-- Dataset --
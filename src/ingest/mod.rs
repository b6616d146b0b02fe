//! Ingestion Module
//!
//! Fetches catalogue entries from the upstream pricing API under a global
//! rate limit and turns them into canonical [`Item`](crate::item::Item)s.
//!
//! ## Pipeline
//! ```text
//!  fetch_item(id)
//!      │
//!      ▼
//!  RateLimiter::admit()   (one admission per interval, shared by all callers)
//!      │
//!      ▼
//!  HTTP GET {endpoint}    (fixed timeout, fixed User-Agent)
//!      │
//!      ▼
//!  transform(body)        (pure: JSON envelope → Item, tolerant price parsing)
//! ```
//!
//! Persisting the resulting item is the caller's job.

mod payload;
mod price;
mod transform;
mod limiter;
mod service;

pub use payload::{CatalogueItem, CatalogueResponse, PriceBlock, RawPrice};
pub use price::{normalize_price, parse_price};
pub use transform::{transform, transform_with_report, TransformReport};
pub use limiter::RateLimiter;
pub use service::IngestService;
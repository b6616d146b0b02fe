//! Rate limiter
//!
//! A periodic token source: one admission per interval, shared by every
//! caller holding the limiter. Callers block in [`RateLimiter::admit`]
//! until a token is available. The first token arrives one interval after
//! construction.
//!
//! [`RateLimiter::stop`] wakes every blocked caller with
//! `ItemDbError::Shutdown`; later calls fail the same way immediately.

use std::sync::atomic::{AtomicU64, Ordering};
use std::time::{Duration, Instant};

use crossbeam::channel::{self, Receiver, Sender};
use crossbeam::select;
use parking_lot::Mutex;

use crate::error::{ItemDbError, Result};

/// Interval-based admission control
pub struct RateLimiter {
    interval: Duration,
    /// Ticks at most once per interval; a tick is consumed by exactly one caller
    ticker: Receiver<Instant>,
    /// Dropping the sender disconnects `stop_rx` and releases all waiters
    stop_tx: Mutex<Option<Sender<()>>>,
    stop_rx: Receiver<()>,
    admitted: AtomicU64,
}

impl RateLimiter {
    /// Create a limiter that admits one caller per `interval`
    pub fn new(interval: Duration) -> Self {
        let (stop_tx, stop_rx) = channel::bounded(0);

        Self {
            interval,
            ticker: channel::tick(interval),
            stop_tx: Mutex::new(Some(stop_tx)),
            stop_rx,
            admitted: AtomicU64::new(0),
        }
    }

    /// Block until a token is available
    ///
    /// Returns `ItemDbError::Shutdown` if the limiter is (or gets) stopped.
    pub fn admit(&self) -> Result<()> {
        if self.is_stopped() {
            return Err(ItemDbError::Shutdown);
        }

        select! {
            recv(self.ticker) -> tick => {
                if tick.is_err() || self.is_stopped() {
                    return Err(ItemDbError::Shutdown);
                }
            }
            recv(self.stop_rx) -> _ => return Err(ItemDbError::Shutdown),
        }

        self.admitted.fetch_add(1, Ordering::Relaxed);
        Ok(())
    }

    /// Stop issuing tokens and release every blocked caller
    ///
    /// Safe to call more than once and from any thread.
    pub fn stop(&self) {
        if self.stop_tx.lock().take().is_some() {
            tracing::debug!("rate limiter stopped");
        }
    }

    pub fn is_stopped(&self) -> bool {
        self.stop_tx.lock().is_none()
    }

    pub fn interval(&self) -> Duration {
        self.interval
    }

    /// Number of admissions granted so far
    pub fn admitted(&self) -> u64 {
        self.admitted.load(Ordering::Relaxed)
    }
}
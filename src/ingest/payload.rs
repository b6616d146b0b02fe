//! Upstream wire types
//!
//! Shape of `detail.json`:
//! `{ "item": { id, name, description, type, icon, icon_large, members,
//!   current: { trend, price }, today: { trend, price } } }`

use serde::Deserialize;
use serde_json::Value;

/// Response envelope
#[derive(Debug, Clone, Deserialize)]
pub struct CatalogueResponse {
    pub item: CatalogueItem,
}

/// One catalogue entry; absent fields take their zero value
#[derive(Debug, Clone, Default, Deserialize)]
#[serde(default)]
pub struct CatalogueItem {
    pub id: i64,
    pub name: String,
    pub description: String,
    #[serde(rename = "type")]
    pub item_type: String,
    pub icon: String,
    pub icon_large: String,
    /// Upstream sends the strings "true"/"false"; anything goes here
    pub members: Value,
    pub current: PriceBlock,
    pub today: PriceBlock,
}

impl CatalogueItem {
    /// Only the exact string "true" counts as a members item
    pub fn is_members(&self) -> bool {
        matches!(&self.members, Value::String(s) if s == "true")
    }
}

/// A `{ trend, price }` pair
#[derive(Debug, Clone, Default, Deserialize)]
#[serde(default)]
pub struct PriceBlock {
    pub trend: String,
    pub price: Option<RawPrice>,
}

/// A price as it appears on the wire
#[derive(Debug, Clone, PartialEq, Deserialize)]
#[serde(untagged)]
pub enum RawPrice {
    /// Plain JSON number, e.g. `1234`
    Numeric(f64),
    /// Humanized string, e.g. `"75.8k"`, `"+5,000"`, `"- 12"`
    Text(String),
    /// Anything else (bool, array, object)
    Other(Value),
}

-- What is expected --
Every line above holding the string "take" should be listed.

-- Response area --
        if self.stop_tx.lock().take().is_some() {
/// One catalogue entry; absent fields take their zero value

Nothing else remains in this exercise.